[Saved entries]
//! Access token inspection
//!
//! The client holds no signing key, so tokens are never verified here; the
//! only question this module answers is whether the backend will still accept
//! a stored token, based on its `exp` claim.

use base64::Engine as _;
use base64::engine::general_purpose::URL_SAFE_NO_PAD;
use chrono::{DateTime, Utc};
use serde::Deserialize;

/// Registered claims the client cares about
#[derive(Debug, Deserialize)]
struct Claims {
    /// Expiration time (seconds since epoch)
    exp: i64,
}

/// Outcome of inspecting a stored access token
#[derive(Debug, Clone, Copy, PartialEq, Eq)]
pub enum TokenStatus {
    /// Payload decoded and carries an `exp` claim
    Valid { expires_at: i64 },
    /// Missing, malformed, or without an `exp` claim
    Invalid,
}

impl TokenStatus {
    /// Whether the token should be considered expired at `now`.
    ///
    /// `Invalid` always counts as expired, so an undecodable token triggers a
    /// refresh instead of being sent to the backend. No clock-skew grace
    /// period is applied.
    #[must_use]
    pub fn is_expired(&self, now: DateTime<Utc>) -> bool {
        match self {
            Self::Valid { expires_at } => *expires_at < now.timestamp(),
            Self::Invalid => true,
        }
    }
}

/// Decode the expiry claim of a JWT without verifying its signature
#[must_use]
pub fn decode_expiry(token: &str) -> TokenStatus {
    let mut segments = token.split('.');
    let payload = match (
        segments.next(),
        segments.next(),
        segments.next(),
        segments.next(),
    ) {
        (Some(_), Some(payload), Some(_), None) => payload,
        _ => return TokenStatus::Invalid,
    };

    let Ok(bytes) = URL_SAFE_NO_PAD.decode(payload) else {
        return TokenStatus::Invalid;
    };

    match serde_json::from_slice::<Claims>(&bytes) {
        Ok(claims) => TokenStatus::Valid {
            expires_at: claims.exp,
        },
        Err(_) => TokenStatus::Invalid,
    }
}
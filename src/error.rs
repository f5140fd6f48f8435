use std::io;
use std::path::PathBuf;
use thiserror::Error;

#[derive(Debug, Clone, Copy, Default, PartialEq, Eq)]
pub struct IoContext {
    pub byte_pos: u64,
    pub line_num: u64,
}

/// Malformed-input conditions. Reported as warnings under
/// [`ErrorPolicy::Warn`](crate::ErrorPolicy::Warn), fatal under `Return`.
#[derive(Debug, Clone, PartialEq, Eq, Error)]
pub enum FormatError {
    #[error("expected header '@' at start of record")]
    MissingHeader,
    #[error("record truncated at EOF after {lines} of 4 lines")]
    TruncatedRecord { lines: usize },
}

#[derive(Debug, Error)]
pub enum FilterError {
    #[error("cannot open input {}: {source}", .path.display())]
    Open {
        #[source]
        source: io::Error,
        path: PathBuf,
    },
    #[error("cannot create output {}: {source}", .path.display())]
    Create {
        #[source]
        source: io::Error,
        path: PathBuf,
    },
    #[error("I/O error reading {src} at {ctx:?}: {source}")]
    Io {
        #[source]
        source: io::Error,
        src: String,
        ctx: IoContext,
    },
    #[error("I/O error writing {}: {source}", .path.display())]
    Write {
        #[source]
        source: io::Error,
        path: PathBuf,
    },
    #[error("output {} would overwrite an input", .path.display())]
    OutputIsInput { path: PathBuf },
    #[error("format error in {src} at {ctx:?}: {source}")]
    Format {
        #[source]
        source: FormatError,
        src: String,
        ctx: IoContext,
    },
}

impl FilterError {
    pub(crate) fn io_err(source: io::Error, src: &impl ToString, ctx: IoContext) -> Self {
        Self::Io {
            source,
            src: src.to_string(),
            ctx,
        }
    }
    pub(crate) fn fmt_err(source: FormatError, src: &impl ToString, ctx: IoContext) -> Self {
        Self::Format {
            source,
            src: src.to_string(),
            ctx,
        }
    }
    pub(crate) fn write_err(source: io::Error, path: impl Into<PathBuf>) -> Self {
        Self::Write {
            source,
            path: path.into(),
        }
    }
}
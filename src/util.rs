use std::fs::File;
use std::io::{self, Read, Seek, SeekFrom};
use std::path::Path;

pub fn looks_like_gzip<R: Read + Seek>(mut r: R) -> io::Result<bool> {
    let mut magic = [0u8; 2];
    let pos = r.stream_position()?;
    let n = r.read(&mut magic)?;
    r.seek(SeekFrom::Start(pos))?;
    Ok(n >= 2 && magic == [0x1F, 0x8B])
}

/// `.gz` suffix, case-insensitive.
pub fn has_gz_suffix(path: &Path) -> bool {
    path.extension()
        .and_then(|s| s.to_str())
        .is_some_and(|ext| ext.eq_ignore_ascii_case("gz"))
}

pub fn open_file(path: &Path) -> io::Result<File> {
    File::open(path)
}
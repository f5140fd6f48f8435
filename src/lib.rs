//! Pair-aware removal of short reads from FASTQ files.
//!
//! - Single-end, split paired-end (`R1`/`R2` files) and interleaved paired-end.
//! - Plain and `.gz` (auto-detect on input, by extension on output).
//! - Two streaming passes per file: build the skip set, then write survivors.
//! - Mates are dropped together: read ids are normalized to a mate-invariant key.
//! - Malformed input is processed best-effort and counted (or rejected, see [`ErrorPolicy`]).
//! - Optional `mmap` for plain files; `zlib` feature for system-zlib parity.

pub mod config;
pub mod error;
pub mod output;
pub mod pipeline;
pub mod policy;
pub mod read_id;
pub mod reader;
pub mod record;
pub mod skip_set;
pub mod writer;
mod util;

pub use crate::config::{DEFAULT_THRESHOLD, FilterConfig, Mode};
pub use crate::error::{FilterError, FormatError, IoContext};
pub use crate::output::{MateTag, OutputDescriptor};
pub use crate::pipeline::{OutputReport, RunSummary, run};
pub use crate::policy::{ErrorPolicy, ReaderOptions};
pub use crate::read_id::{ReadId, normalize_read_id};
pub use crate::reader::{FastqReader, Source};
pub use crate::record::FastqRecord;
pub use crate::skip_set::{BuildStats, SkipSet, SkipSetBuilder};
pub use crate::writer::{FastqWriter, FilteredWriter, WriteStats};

**Directions for this task:** Lines in the data that include the word "derive" should all be copied.

**Exercise result:**
#[derive(Debug, Deserialize)]
#[derive(Debug, Clone, Copy, PartialEq, Eq)]
#[derive(Debug, Clone, Copy, Default, PartialEq, Eq)]
#[derive(Debug, Clone, PartialEq, Eq, Error)]
#[derive(Debug, Error)]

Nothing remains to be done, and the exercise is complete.